• Question: How is what your working on right now going to help the world? If it works how are you going to extend your idea?

    Asked by Julia to Paul, Mobeen, Laura, Jen, Greg on 7 Mar 2016.
    • Photo: Greg Melia

      Greg Melia answered on 7 Mar 2016:


      I’m trying to create a new way of detecting cancer, that is cheap, safe, small and portable enough that we can take it out of hospitals and install it in normal doctors clinics. We can scan people for cancer much more often, and detect it a lot earlier, which means that we’ll be able to catch more people before it’s too late.

      If it works, I hope that the company I work with will be able to turn it into a product that we can sell. I’ll have to keep working on it to make it better, and supporting questions that our customers have about it.

    • Photo: Laura Haworth

      Laura Haworth answered on 7 Mar 2016:


      The job I am in benefits people every day. It helps identify problems so the patient can get the required treatment they need and hopefully save lives.
      Vascular ultrasound is not currently used routinely in the less well developed countries- so if given the opportunity I would love to go and set up clinics and the technology in these countries.
      Your job sounds very interesting Greg. How far along are you with this product?
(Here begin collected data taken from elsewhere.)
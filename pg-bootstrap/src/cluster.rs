//! Operations against the managed PostgreSQL instance
//!
//! The orchestrator only talks to the server through [`Cluster`], so the
//! polling and grace logic can run against a fake in tests.

use crate::binaries::{Binaries, Tool};
use crate::config::BootstrapConfig;
use crate::datadir::DataDir;
use crate::error::{BootstrapError, Result};
use crate::lock;
use crate::probe::ProbeStatus;
use crate::provision::{ProvisionReport, Provisioner};
use anyhow::Context;
use common::sudo;
use std::fs::{self, OpenOptions};
use std::os::unix::fs::PermissionsExt;
use std::process::Stdio;
use tokio::process::Child;
use tracing::{debug, info, warn};

/// Everything the orchestrator needs from a PostgreSQL instance.
#[allow(async_fn_in_trait)]
pub trait Cluster {
    /// Marker and lock file access, as the server account.
    fn data_dir(&self) -> &DataDir;

    /// Readiness of the configured host/port.
    async fn probe(&self) -> ProbeStatus;

    /// Whether the pid recorded in a lock file is a live server.
    fn lock_owner_alive(&self, pid: i32) -> bool;

    /// Create the data directory contents. Must leave `PG_VERSION` behind.
    async fn init_storage(&self) -> Result<()>;

    /// Spawn the server without waiting for it; returns its pid.
    async fn start_server(&mut self) -> Result<u32>;

    /// Whether the process from `start_server` is still running.
    async fn server_alive(&mut self) -> bool;

    /// Ensure database, role and grants.
    async fn provision(&self) -> Result<ProvisionReport>;
}

/// A PostgreSQL instance on this host, driven through its binaries
pub struct LocalCluster {
    config: BootstrapConfig,
    binaries: Binaries,
    data: DataDir,
    child: Option<Child>,
}

impl LocalCluster {
    pub fn new(config: BootstrapConfig, binaries: Binaries) -> Self {
        Self {
            data: DataDir::new(&config),
            config,
            binaries,
            child: None,
        }
    }

    fn run_as(&self) -> Option<&str> {
        self.config.run_as.as_deref()
    }

    /// Create the data directory with mode 0700, owned by the server account.
    async fn prepare_data_dir(&self) -> Result<()> {
        let data_dir = self.config.data_dir.to_string_lossy().into_owned();

        match self.run_as() {
            Some(account) => {
                info!(account, data_dir = %data_dir, "Preparing data directory");
                sudo(&["mkdir", "-p", data_dir.as_str()]).await?;
                sudo(&["chown", "-R", account, data_dir.as_str()]).await?;
                sudo(&["chmod", "700", data_dir.as_str()]).await?;
            }
            None => {
                fs::create_dir_all(&self.config.data_dir)
                    .context("Failed to create data directory")?;
                fs::set_permissions(&self.config.data_dir, fs::Permissions::from_mode(0o700))
                    .context("Failed to set data directory permissions")?;
            }
        }
        Ok(())
    }

    fn open_log(&self) -> Result<fs::File> {
        let log_file = &self.config.log_file;
        if let Some(parent) = log_file.parent() {
            fs::create_dir_all(parent).context("Failed to create log directory")?;
        }
        let file = OpenOptions::new()
            .create(true)
            .append(true)
            .open(log_file)
            .context(format!("Failed to open server log {}", log_file.display()))?;
        Ok(file)
    }
}

impl Cluster for LocalCluster {
    fn data_dir(&self) -> &DataDir {
        &self.data
    }

    async fn probe(&self) -> ProbeStatus {
        let result = self
            .binaries
            .invocation(Tool::PgIsReady, None)
            .args(["-h", self.config.host.as_str(), "-t", "2"])
            .args(["-p".to_string(), self.config.port.to_string()])
            .run()
            .await;

        match result {
            Ok(output) => {
                let status = ProbeStatus::from_exit_code(output.code);
                debug!(status = %status, output = %output.stdout, "pg_isready");
                status
            }
            Err(e) => {
                warn!(error = %e, "pg_isready could not run");
                ProbeStatus::NoAttempt
            }
        }
    }

    fn lock_owner_alive(&self, pid: i32) -> bool {
        lock::is_server_process(pid)
    }

    async fn init_storage(&self) -> Result<()> {
        self.prepare_data_dir().await?;

        let output = self
            .binaries
            .invocation(Tool::InitDb, self.run_as())
            .arg("-D")
            .arg(self.config.data_dir.to_string_lossy())
            .args(["-U", self.config.superuser.as_str()])
            .args(["-E", "UTF8", "--auth-local=trust", "--auth-host=scram-sha-256"])
            .run()
            .await?;

        if output.success {
            debug!(output = %output.stdout, "initdb finished");
            Ok(())
        } else {
            Err(BootstrapError::StorageInitFailed(format!(
                "initdb exit {}: {}",
                output.code_display(),
                output.stderr
            )))
        }
    }

    async fn start_server(&mut self) -> Result<u32> {
        let log = self.open_log()?;
        let log_err = log.try_clone().context("Failed to clone server log handle")?;

        let mut cmd = self
            .binaries
            .invocation(Tool::Postgres, self.run_as())
            .arg("-D")
            .arg(self.config.data_dir.to_string_lossy())
            .args(["-p".to_string(), self.config.port.to_string()])
            .args(["-h", self.config.host.as_str()])
            .arg("-k")
            .arg(self.config.socket_dir.to_string_lossy())
            .to_command();

        // Own process group: the server outlives us and ignores our terminal's signals.
        let child = cmd
            .stdin(Stdio::null())
            .stdout(Stdio::from(log))
            .stderr(Stdio::from(log_err))
            .process_group(0)
            .kill_on_drop(false)
            .spawn()
            .context("Failed to start postgres")?;

        let pid = child
            .id()
            .ok_or_else(|| anyhow::anyhow!("postgres exited before reporting a pid"))?;
        info!(
            pid,
            log = %self.config.log_file.display(),
            "postgres spawned"
        );

        self.child = Some(child);
        Ok(pid)
    }

    async fn server_alive(&mut self) -> bool {
        let Some(child) = self.child.as_mut() else {
            return false;
        };
        match child.try_wait() {
            Ok(None) => true,
            Ok(Some(status)) => {
                warn!(
                    exit_code = ?status.code(),
                    log = %self.config.log_file.display(),
                    "postgres exited"
                );
                false
            }
            Err(e) => {
                warn!(error = %e, "Failed to poll postgres process");
                false
            }
        }
    }

    async fn provision(&self) -> Result<ProvisionReport> {
        Provisioner::new(&self.config, &self.binaries).run().await
    }
}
    • Photo: Paul O'Mahoney

      Paul O'Mahoney answered on 7 Mar 2016:


      I am looking at ways to help treat skin cancer, so if we make some new advances, it could potentially help a lot of people. If it works, we would publish the work and try to talk to lots of people about it and get them to do it too!

    • Photo: Mobeen Ali

      Mobeen Ali answered on 9 Mar 2016:


      My project is developing a technique to measure the concentration of iron in the brain using MRI. If it works, it will be used to test how affective drugs are at treating or reducing the effects of diseases like Alzheimer’s and Parkinson’s. This is a very active area of research as there is a lot of funding going into mental illnesses.

    • Photo: Jen Lowe

      Jen Lowe answered on 15 Mar 2016:


      Right now, each bit of work I do generally benefits an individual with cancer. So hopefully that pleases them (and their friends and family) and the government and the hospital who like to have good statistics. developments in our department include a new intra operative radiotherapy probe and replacement linacs – they should be digging a new bunker out the window any day now… We also treat patients as part of clinical trials and when the results are published in journals it may improve cancer treatments across the world.